#### [Exercise details]
Restate the data exactly, with nothing altered.

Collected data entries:
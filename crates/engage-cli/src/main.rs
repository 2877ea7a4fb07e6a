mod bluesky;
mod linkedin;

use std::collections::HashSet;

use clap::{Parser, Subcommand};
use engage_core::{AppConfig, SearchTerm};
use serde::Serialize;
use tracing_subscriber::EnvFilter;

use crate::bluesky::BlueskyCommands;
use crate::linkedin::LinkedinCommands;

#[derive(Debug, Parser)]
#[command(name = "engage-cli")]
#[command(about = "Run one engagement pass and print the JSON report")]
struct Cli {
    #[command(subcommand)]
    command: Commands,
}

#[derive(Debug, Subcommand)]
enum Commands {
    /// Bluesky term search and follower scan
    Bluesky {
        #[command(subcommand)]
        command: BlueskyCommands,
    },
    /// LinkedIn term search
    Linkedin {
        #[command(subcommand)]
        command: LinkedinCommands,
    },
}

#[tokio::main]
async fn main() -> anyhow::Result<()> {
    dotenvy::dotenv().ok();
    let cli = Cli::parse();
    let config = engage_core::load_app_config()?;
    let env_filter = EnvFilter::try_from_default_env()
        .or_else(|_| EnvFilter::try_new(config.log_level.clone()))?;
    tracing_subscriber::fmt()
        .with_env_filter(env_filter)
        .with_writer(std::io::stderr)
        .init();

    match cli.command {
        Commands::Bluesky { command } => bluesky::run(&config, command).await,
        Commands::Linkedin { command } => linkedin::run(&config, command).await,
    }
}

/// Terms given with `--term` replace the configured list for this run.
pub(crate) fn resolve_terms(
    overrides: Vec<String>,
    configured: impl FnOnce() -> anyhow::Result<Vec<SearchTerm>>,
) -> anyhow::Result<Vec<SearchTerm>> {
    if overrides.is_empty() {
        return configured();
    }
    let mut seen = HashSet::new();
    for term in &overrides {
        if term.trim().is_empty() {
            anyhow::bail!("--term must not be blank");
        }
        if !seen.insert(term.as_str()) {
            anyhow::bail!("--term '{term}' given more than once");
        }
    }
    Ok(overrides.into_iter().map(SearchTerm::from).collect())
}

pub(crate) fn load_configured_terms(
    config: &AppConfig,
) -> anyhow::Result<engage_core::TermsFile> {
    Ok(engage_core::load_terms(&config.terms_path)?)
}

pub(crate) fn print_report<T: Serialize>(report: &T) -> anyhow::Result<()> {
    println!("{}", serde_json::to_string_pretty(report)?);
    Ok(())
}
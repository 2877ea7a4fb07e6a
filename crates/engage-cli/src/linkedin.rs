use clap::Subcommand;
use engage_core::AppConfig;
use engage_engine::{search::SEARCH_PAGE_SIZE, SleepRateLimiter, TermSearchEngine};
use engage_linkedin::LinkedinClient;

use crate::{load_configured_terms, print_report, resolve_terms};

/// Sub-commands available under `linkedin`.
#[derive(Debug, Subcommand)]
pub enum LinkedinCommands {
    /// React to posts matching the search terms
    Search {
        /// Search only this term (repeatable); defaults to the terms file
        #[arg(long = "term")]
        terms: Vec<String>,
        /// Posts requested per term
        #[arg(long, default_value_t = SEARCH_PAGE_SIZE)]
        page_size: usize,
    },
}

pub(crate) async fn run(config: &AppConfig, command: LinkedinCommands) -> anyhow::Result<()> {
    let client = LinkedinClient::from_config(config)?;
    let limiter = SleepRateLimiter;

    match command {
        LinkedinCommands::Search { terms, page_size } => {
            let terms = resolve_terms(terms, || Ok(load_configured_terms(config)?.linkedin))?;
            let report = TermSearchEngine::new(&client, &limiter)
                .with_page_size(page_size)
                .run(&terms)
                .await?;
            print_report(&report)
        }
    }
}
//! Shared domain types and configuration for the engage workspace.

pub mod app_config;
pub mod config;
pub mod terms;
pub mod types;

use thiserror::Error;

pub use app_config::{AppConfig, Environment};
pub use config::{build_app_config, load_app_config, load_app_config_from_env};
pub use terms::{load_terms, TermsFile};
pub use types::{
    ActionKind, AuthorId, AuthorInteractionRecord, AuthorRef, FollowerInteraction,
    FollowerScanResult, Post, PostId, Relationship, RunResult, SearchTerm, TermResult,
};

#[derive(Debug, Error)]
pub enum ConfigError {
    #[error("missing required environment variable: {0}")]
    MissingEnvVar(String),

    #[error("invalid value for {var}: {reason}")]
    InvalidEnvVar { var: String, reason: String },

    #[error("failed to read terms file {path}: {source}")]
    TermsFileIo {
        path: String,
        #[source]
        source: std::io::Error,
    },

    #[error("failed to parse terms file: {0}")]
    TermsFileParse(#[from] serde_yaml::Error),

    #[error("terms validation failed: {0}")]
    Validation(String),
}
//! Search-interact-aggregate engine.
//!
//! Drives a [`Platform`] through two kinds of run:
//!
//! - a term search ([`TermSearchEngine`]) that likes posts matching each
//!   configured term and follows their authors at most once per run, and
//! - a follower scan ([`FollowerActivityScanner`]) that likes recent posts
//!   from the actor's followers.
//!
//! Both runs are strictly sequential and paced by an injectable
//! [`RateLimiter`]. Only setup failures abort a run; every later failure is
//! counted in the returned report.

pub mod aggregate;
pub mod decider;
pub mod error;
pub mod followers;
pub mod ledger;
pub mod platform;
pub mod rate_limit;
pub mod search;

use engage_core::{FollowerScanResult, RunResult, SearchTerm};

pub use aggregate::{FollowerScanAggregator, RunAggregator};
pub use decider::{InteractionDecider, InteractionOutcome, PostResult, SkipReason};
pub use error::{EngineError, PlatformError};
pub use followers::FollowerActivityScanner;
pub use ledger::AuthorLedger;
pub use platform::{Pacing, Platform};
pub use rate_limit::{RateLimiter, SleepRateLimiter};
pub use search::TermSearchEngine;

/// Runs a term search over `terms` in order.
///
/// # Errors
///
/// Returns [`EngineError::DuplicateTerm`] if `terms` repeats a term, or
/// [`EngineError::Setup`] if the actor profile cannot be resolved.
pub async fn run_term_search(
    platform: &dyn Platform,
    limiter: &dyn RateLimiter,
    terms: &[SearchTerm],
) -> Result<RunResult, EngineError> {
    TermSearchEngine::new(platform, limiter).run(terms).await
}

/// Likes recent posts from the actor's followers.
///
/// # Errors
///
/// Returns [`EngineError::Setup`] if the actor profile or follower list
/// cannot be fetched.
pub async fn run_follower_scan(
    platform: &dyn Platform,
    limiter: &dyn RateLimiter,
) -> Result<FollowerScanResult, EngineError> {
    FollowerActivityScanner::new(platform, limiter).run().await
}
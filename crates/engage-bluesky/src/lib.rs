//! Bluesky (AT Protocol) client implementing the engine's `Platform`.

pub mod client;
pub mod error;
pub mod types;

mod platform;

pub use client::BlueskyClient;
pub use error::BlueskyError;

#### [Expected answer]
filename crates/engage-cli/src/main.rs
repository 2877ea7a4fb07e6a
mod bluesky;
mod linkedin;

use std::collections::HashSet;

use clap::{Parser, Subcommand};
use engage_core::{AppConfig, SearchTerm};
use serde::Serialize;
use tracing_subscriber::EnvFilter;

use crate::bluesky::BlueskyCommands;
use crate::linkedin::LinkedinCommands;

#[derive(Debug, Parser)]
#[command(name = "engage-cli")]
#[command(about = "Run one engagement pass and print the JSON report")]
struct Cli {
    #[command(subcommand)]
    command: Commands,
}

#[derive(Debug, Subcommand)]
enum Commands {
    /// Bluesky term search and follower scan
    Bluesky {
        #[command(subcommand)]
        command: BlueskyCommands,
    },
    /// LinkedIn term search
    Linkedin {
        #[command(subcommand)]
        command: LinkedinCommands,
    },
}

#[tokio::main]
async fn main() -> anyhow::Result<()> {
    dotenvy::dotenv().ok();
    let cli = Cli::parse();
    let config = engage_core::load_app_config()?;
    let env_filter = EnvFilter::try_from_default_env()
        .or_else(|_| EnvFilter::try_new(config.log_level.clone()))?;
    tracing_subscriber::fmt()
        .with_env_filter(env_filter)
        .with_writer(std::io::stderr)
        .init();

    match cli.command {
        Commands::Bluesky { command } => bluesky::run(&config, command).await,
        Commands::Linkedin { command } => linkedin::run(&config, command).await,
    }
}

/// Terms given with `--term` replace the configured list for this run.
pub(crate) fn resolve_terms(
    overrides: Vec<String>,
    configured: impl FnOnce() -> anyhow::Result<Vec<SearchTerm>>,
) -> anyhow::Result<Vec<SearchTerm>> {
    if overrides.is_empty() {
        return configured();
    }
    let mut seen = HashSet::new();
    for term in &overrides {
        if term.trim().is_empty() {
            anyhow::bail!("--term must not be blank");
        }
        if !seen.insert(term.as_str()) {
            anyhow::bail!("--term '{term}' given more than once");
        }
    }
    Ok(overrides.into_iter().map(SearchTerm::from).collect())
}

pub(crate) fn load_configured_terms(
    config: &AppConfig,
) -> anyhow::Result<engage_core::TermsFile> {
    Ok(engage_core::load_terms(&config.terms_path)?)
}

pub(crate) fn print_report<T: Serialize>(report: &T) -> anyhow::Result<()> {
    println!("{}", serde_json::to_string_pretty(report)?);
    Ok(())
}
repository 2877ea7a4fb07e6a
filename crates/engage-cli/src/linkedin.rs
use clap::Subcommand;
use engage_core::AppConfig;
use engage_engine::{search::SEARCH_PAGE_SIZE, SleepRateLimiter, TermSearchEngine};
use engage_linkedin::LinkedinClient;

use crate::{load_configured_terms, print_report, resolve_terms};

/// Sub-commands available under `linkedin`.
#[derive(Debug, Subcommand)]
pub enum LinkedinCommands {
    /// React to posts matching the search terms
    Search {
        /// Search only this term (repeatable); defaults to the terms file
        #[arg(long = "term")]
        terms: Vec<String>,
        /// Posts requested per term
        #[arg(long, default_value_t = SEARCH_PAGE_SIZE)]
        page_size: usize,
    },
}

pub(crate) async fn run(config: &AppConfig, command: LinkedinCommands) -> anyhow::Result<()> {
    let client = LinkedinClient::from_config(config)?;
    let limiter = SleepRateLimiter;

    match command {
        LinkedinCommands::Search { terms, page_size } => {
            let terms = resolve_terms(terms, || Ok(load_configured_terms(config)?.linkedin))?;
            let report = TermSearchEngine::new(&client, &limiter)
                .with_page_size(page_size)
                .run(&terms)
                .await?;
            print_report(&report)
        }
    }
}
//! Shared domain types and configuration for the engage workspace.

pub mod app_config;
pub mod config;
pub mod terms;
pub mod types;

use thiserror::Error;

pub use app_config::{AppConfig, Environment};
pub use config::{build_app_config, load_app_config, load_app_config_from_env};
pub use terms::{load_terms, TermsFile};
pub use types::{
    ActionKind, AuthorId, AuthorInteractionRecord, AuthorRef, FollowerInteraction,
    FollowerScanResult, Post, PostId, Relationship, RunResult, SearchTerm, TermResult,
};

#[derive(Debug, Error)]
pub enum ConfigError {
    #[error("missing required environment variable: {0}")]
    MissingEnvVar(String),

    #[error("invalid value for {var}: {reason}")]
    InvalidEnvVar { var: String, reason: String },

    #[error("failed to read terms file {path}: {source}")]
    TermsFileIo {
        path: String,
        #[source]
        source: std::io::Error,
    },

    #[error("failed to parse terms file: {0}")]
    TermsFileParse(#[from] serde_yaml::Error),

    #[error("terms validation failed: {0}")]
    Validation(String),
}
//! Search-interact-aggregate engine.
//!
//! Drives a [`Platform`] through two kinds of run:
//!
//! - a term search ([`TermSearchEngine`]) that likes posts matching each
//!   configured term and follows their authors at most once per run, and
//! - a follower scan ([`FollowerActivityScanner`]) that likes recent posts
//!   from the actor's followers.
//!
//! Both runs are strictly sequential and paced by an injectable
//! [`RateLimiter`]. Only setup failures abort a run; every later failure is
//! counted in the returned report.

pub mod aggregate;
pub mod decider;
pub mod error;
pub mod followers;
pub mod ledger;
pub mod platform;
pub mod rate_limit;
pub mod search;

use engage_core::{FollowerScanResult, RunResult, SearchTerm};

pub use aggregate::{FollowerScanAggregator, RunAggregator};
pub use decider::{InteractionDecider, InteractionOutcome, PostResult, SkipReason};
pub use error::{EngineError, PlatformError};
pub use followers::FollowerActivityScanner;
pub use ledger::AuthorLedger;
pub use platform::{Pacing, Platform};
pub use rate_limit::{RateLimiter, SleepRateLimiter};
pub use search::TermSearchEngine;

/// Runs a term search over `terms` in order.
///
/// # Errors
///
/// Returns [`EngineError::DuplicateTerm`] if `terms` repeats a term, or
/// [`EngineError::Setup`] if the actor profile cannot be resolved.
pub async fn run_term_search(
    platform: &dyn Platform,
    limiter: &dyn RateLimiter,
    terms: &[SearchTerm],
) -> Result<RunResult, EngineError> {
    TermSearchEngine::new(platform, limiter).run(terms).await
}

/// Likes recent posts from the actor's followers.
///
/// # Errors
///
/// Returns [`EngineError::Setup`] if the actor profile or follower list
/// cannot be fetched.
pub async fn run_follower_scan(
    platform: &dyn Platform,
    limiter: &dyn RateLimiter,
) -> Result<FollowerScanResult, EngineError> {
    FollowerActivityScanner::new(platform, limiter).run().await
}
filename crates/engage-bluesky/src/lib.rs
//! Bluesky (AT Protocol) client implementing the engine's `Platform`.

pub mod client;
pub mod error;
pub mod types;

mod platform;

pub use client::BlueskyClient;
pub use error::BlueskyError;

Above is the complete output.